Como siempre ocurre cuando me explotan las inseguridades, activé el modo defensa huyendo de la zona, dejando al hombre de negro con la mano izquierda levantada, no sé si para saludarme o darme un guantazo. No quise averiguarlo.
Me dije: "¿qué pinto yo corriendo riesgos en San Francisco si podría estar tranquilamente en el Lago Merced que no parece estar muy lejos?'"
Inmediatamente me marché, pero algo debió suceder en el gimnasio porque algunas máquinas comenzaron a emitir chirridos. No tuve en cuenta esta circunstancia y me acerqué primero a una montaña, luego al lago Merced, que todavía no sé en que latitud mece sus aguas.
No llevaba ni cinco minutos disfrutando de paisajes cuando escuché un grito pavoroso, el de una señora que pedía auxilio con desesperación porque su cinta comenzó a adquirir una velocidad endemoniada, y ella, aferrada al manillar, no podía evitar que sus piernas empezaran a ondear como una bandera.

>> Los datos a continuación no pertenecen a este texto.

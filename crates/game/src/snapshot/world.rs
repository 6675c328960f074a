use crate::codec::{BitBuffer, CodecError};
use crate::net::wire;

use super::entity::{ClientId, ClientState};

const PREALLOCATE_LIMIT: usize = 64;

/// Point-in-time authoritative state of every connected client.
#[derive(Debug, Clone, Default, PartialEq)]
pub struct Snapshot {
    states: Vec<ClientState>,
}

impl Snapshot {
    pub fn new(states: Vec<ClientState>) -> Self {
        Self { states }
    }

    pub fn state(&self, id: ClientId) -> Option<&ClientState> {
        self.states.iter().find(|state| state.id == id)
    }

    pub fn states(&self) -> &[ClientState] {
        &self.states
    }

    pub fn iter(&self) -> impl Iterator<Item = &ClientState> {
        self.states.iter()
    }

    pub fn len(&self) -> usize {
        self.states.len()
    }

    pub fn is_empty(&self) -> bool {
        self.states.is_empty()
    }

    pub fn encode(&self, buf: &mut BitBuffer) -> Result<(), CodecError> {
        encode_states(buf, &self.states)
    }

    pub fn decode(buf: &mut BitBuffer) -> Result<Self, CodecError> {
        Ok(Self {
            states: decode_states(buf)?,
        })
    }
}

pub(crate) fn encode_states(buf: &mut BitBuffer, states: &[ClientState]) -> Result<(), CodecError> {
    wire::put_count(buf, states.len())?;
    for state in states {
        state.encode(buf)?;
    }
    Ok(())
}

pub(crate) fn decode_states(buf: &mut BitBuffer) -> Result<Vec<ClientState>, CodecError> {
    let count = wire::get_count(buf)?;
    let mut states = Vec::with_capacity(count.min(PREALLOCATE_LIMIT));
    for _ in 0..count {
        states.push(ClientState::decode(buf)?);
    }
    Ok(states)
}

#[cfg(test)]
mod tests {
    use glam::Vec3;

    use super::*;
    use crate::snapshot::Transform;

    #[test]
    fn lookup_by_id() {
        let snapshot = Snapshot::new(vec![
            ClientState::spawned(ClientId(4), Transform::default()),
            ClientState::spawned(ClientId(1), Transform::new(Vec3::X, glam::Quat::IDENTITY)),
        ]);
        assert_eq!(snapshot.state(ClientId(1)).unwrap().transform.position, Vec3::X);
        assert!(snapshot.state(ClientId(2)).is_none());
    }

    #[test]
    fn bogus_count_underruns_instead_of_allocating() {
        let mut buf = BitBuffer::with_capacity(16);
        buf.put_int(i32::MAX).unwrap();
        buf.flush();
        assert!(matches!(
            Snapshot::decode(&mut buf),
            Err(CodecError::BufferUnderrun { .. })
        ));
    }
}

Afortunadamente, el poderío de su enganche manual y la ayuda de una vecino que saltó como un resorte para activar el mando de emergencia, solventaron la crisis. No necesité acercarme porque un técnico de la sala y la propia interesada, sin otra ayuda, analizaban daños.
Mis dudas se transformaron en certezas, el hombre de negro, para mi gusto, se había trasladado al aparato de la pobre mujer y le había hecho una faena, pero la muy contumaz, tras acomodarse la falda comenzó a caminar de nuevo. Admiré su coraje, yo no hubiese sido capaz
Por mi parte regresé a la tranquilidad del lago, mirando de reojo lo que pasaba aquí y allá, con la paz recuperada y respirando profundo hasta que un insensato, saliendo por detrás como una exhalación, me sobrepasó por la izquierda empujando un carrito con un bebé.
Para ir más rápido lo empujaba, soltaba y volvía a recuperar, ¡en bajada!
Al negarme a ser testigo de un accidente terrible que no podía prevenir, desistí del ejercicio físico, sin entender como esas máquinas podían ser consideradas saludables.